To continue with my first analogy, clothes don't cause pregnancy, people cause pregnancy. Just like toys in kids meals don't make kids fat, irresponsible parents that won't say "no" do. And I have more faith in our teenagers than that. Teens don't get pregnant because of cute clothes. If they deliberately get pregnant, there are bigger issues in that child's heart than what they are wearing.

3 comments:

Regina said...

Pat, I couldn't agree more with your message! People are looking for an easy way out... they're like: "blame others, so I don't have to do anything"... that's a lazy mentality that has caused the many challenges that we see today.

Clothes and Happy Meal Toys are the last thing we should be focusing on.

Great message!

Linda J. Alexander said...

Excellent piece. If someone doesn't already have a solid sense of rights & wrongs in place--presumably presented at some point by elders, or at least learned from someone--it makes no never-mind what they wear, what they eat, or who they know insofar as what they will, or won't do. This IS an easy way out to say a certain behavior is caused by external forces.

Miranda said...

I'm excited to learn that this store will start a maternity line. In this world of dwindling families, maternity clothes are hard to find sometimes. Wal-Mart no longer sells maternity clothes at all, which baffles me. Don't they market to the lower-income segment of the population? Doesn't the lower-income segment of the population generally have more children?

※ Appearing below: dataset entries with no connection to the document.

//! # Otter Snapshot Format
//!
//! This crate defines the byte-level format of Otter heap snapshots: the
//! bytecode vocabulary, the arithmetic that folds small parameters into
//! bytecode ranges, and the byte sink/source used by both directions.
//!
//! ## Design Principles
//!
//! - **One byte per instruction**: parameters that fit are embedded in the
//!   low bits, everything else follows as LEB128
//! - **Immutable vocabulary**: decoding is a lookup in a table built at
//!   compile time
//! - **Fail closed**: reserved bytes are errors, never skipped

#![warn(clippy::all)]
#![warn(missing_docs)]
#![deny(unsafe_code)]

pub mod bytecode;
pub mod encoding;
pub mod error;
pub mod header;
pub mod space;
pub mod stream;

pub use bytecode::Bytecode;
pub use error::FormatError;
pub use header::SnapshotHeader;
pub use space::{ANY_OLD_SPACE, Alignment, NUMBER_OF_SPACES, Space};
pub use stream::{SnapshotSink, SnapshotSource};

/// Snapshot format version
pub const SNAPSHOT_VERSION: u32 = 1;

/// Magic bytes for snapshot streams
pub const SNAPSHOT_MAGIC: [u8; 8] = *b"OTTERSN\0";
//! Snapshot deserializer
//!
//! Consumes a snapshot stream linearly and rebuilds the object graph through
//! an [`Allocator`]. Every structure the serializer maintains (hot objects,
//! per-space ordinals, forward references, chunk fill levels) is rebuilt in
//! the same order, so indices in the stream resolve to the same objects.
//!
//! A failed load releases every object and backing store it created and
//! leaves the caller's roots untouched.

use otter_snapshot_format::bytecode::{RESOLVE_PENDING_FORWARD_REF, SYNCHRONIZE};
use otter_snapshot_format::encoding::decode_variable_repeat_count;
use otter_snapshot_format::{Alignment, Bytecode, SnapshotHeader, SnapshotSource, Space};
use rustc_hash::FxHashMap;

use crate::addressing::{BackReferenceTable, ChunkTracker};
use crate::allocator::{AllocationRequest, Allocator};
use crate::config::SnapshotConfig;
use crate::error::{Result, SnapshotError};
use crate::forward_refs::{ForwardReferences, PendingLocation};
use crate::heap::{BackingStoreId, ObjectId, SLOT_SIZE, Slot};
use crate::hot_objects::HotObjects;
use crate::references::{EmbedderFieldCallbacks, ObjectTable, RawEmbedderFields, ReferenceTables};
use crate::roots::{self, RootIndex, RootVisitor, Roots, SyncTag};
use crate::stats::SnapshotStats;

/// Where a decoded slot is going to be stored
#[derive(Debug, Clone, Copy)]
enum Context {
    Root,
    Map,
    Body {
        object: ObjectId,
        index: usize,
        size: usize,
    },
}

impl Context {
    fn describe(self) -> &'static str {
        match self {
            Self::Root => "in a root slot",
            Self::Map => "as an object map",
            Self::Body { .. } => "in an object body",
        }
    }
}
//! Session statistics and serializer output

use otter_snapshot_format::{NUMBER_OF_SPACES, Space};
use serde::{Deserialize, Serialize};

/// Counters collected by one serialize or deserialize session
#[derive(Debug, Clone, Default, PartialEq, Eq, Serialize, Deserialize)]
pub struct SnapshotStats {
    /// Objects allocated per space, indexed by space id
    pub objects: [u32; NUMBER_OF_SPACES],
    /// Backreferences emitted or followed
    pub backreferences: u32,
    /// Hot-object references
    pub hot_hits: u32,
    /// Root array references
    pub root_references: u32,
    /// Forward references registered
    pub forward_references: u32,
    /// Objects whose body was deferred
    pub deferred_objects: u32,
    /// Repeat bytecodes
    pub repeats: u32,
    /// Raw words copied
    pub raw_words: u64,
    /// Stream length in bytes
    pub bytes: usize,
}

impl SnapshotStats {
    /// Objects allocated in `space`
    #[inline]
    pub fn objects_in(&self, space: Space) -> u32 {
        self.objects[space.index()]
    }

    /// Objects allocated in all spaces
    pub fn total_objects(&self) -> u32 {
        self.objects.iter().sum()
    }

    /// Render as JSON
    pub fn to_json(&self) -> String {
        serde_json::to_string(self).unwrap_or_default()
    }
}

/// A serialized snapshot
#[derive(Debug, Clone)]
pub struct Snapshot {
    /// Encoded stream
    pub data: Vec<u8>,
    /// Offsets of the synchronization markers, in stream order
    pub checkpoints: Vec<usize>,
    /// Encoder statistics
    pub stats: SnapshotStats,
}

Forever 21's market is 18 and over? I see no problem here. An 18-year-old can get married and have children within the bonds of matrimony. I was 19 when I wed, and we started having children when I was 21. We will celebrate our 6th anniversary in just a few days :D I guess it could be said that the 14-17-year-olds will look up to their 18-year-old peers, but that is up to the parents to provide them with some guidance.